■ PROMPT ■
Could you please return each line of the data that has the word "super"?

■ LISTED RECORDS ■
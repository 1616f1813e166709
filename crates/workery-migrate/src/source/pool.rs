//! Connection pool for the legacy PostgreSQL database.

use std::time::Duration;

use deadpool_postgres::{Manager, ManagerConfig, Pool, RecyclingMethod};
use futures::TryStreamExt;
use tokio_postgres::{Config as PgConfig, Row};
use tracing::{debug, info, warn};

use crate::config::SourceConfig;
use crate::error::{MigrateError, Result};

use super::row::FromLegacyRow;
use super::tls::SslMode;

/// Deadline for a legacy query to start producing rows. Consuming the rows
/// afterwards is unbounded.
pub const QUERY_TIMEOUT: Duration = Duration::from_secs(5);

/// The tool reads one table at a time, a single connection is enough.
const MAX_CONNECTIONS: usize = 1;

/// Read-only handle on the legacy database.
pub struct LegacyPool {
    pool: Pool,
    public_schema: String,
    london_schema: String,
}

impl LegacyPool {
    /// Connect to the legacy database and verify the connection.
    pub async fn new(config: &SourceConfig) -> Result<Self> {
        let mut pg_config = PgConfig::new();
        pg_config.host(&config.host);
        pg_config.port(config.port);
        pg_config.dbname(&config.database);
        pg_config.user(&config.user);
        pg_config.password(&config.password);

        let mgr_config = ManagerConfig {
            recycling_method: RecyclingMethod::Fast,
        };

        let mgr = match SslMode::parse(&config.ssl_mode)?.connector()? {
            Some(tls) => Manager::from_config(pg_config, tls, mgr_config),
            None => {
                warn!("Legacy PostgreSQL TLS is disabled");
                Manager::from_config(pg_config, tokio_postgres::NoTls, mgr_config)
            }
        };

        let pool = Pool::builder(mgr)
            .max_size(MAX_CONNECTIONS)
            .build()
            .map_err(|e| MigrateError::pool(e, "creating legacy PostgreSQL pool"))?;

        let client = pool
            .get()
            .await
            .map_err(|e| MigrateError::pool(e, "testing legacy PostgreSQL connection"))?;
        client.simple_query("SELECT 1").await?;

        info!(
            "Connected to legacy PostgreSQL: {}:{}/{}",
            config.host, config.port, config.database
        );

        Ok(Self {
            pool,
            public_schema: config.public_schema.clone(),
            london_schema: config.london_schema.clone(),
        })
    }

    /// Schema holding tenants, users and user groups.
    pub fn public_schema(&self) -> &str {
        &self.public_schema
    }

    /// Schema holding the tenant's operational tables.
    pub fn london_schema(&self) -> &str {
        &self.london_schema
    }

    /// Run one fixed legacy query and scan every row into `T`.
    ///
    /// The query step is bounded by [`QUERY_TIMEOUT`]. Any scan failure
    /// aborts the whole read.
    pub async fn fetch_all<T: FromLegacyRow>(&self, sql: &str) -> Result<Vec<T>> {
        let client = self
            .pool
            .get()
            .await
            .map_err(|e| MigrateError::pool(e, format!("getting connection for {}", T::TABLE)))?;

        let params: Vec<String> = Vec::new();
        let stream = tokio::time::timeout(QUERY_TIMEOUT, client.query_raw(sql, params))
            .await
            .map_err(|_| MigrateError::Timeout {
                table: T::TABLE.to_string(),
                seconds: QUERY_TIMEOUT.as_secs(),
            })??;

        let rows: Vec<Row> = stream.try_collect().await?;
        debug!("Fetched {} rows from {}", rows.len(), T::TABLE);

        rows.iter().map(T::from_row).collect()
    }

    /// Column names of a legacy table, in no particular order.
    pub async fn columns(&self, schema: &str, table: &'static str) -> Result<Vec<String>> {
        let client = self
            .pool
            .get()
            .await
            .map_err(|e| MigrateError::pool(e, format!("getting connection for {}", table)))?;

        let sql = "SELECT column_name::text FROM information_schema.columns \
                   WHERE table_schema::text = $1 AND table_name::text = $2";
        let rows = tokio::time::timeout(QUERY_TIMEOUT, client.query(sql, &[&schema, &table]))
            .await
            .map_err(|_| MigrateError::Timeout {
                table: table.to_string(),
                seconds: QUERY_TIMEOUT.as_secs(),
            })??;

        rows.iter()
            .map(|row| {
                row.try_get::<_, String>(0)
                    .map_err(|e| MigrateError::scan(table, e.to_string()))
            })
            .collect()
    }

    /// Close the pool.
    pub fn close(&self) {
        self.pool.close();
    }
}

---

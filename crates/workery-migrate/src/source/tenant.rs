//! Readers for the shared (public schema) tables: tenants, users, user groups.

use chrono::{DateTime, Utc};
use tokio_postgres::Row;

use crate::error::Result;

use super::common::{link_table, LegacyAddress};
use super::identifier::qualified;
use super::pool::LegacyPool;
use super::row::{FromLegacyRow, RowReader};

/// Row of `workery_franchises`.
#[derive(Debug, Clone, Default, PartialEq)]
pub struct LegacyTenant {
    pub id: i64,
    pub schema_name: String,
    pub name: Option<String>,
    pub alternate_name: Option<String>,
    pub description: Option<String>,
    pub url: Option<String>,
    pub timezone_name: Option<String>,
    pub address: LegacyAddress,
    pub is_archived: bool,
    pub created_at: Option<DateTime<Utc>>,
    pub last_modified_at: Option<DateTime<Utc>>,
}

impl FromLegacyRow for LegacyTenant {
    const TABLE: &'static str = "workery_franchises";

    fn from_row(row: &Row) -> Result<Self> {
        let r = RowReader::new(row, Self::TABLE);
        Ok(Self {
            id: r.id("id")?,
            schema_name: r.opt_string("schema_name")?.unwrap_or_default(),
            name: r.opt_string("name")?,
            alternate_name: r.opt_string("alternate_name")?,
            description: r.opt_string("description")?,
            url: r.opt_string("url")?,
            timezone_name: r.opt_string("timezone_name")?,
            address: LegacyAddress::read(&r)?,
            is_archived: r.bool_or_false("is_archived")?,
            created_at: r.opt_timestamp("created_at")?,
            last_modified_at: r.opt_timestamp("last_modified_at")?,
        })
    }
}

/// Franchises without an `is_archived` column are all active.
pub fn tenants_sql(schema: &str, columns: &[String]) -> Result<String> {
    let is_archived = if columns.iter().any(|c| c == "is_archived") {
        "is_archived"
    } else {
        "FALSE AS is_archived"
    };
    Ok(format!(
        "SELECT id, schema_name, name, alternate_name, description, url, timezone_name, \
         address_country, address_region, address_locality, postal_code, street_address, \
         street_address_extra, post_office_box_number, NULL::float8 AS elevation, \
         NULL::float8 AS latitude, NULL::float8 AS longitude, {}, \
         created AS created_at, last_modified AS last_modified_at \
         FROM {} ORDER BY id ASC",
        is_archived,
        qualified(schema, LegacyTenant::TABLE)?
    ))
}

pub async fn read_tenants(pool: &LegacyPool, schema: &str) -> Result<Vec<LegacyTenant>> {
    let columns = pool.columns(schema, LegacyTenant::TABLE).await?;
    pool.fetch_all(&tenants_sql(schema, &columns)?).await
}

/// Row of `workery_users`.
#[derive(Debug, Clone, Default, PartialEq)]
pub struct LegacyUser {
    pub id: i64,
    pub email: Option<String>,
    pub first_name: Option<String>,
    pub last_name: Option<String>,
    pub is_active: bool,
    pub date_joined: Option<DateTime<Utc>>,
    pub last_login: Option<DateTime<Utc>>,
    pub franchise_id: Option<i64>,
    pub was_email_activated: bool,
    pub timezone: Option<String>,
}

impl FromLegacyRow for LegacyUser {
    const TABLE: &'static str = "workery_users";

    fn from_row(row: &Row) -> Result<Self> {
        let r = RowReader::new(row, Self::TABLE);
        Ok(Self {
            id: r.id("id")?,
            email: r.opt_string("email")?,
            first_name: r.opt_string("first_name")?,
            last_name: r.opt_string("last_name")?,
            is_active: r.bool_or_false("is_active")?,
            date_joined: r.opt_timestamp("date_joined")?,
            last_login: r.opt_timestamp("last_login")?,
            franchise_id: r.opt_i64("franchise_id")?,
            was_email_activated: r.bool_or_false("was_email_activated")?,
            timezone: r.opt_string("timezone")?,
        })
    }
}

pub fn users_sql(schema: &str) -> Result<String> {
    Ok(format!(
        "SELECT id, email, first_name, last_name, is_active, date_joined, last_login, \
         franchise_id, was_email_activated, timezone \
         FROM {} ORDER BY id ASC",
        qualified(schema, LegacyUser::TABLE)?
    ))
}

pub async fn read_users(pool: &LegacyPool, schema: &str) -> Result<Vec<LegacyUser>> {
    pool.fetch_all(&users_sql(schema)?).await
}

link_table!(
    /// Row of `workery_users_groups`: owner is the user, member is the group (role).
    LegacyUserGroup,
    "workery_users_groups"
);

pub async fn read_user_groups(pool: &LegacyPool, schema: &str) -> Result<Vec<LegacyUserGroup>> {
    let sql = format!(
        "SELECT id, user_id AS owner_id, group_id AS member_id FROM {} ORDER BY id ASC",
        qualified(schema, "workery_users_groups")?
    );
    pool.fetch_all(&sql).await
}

■ THE COMPLETED TASK ■
use super::row::FromLegacyRow;
use super::tls::SslMode;
use super::common::{link_table, LegacyAddress};
use super::identifier::qualified;
use super::pool::LegacyPool;
use super::row::{FromLegacyRow, RowReader};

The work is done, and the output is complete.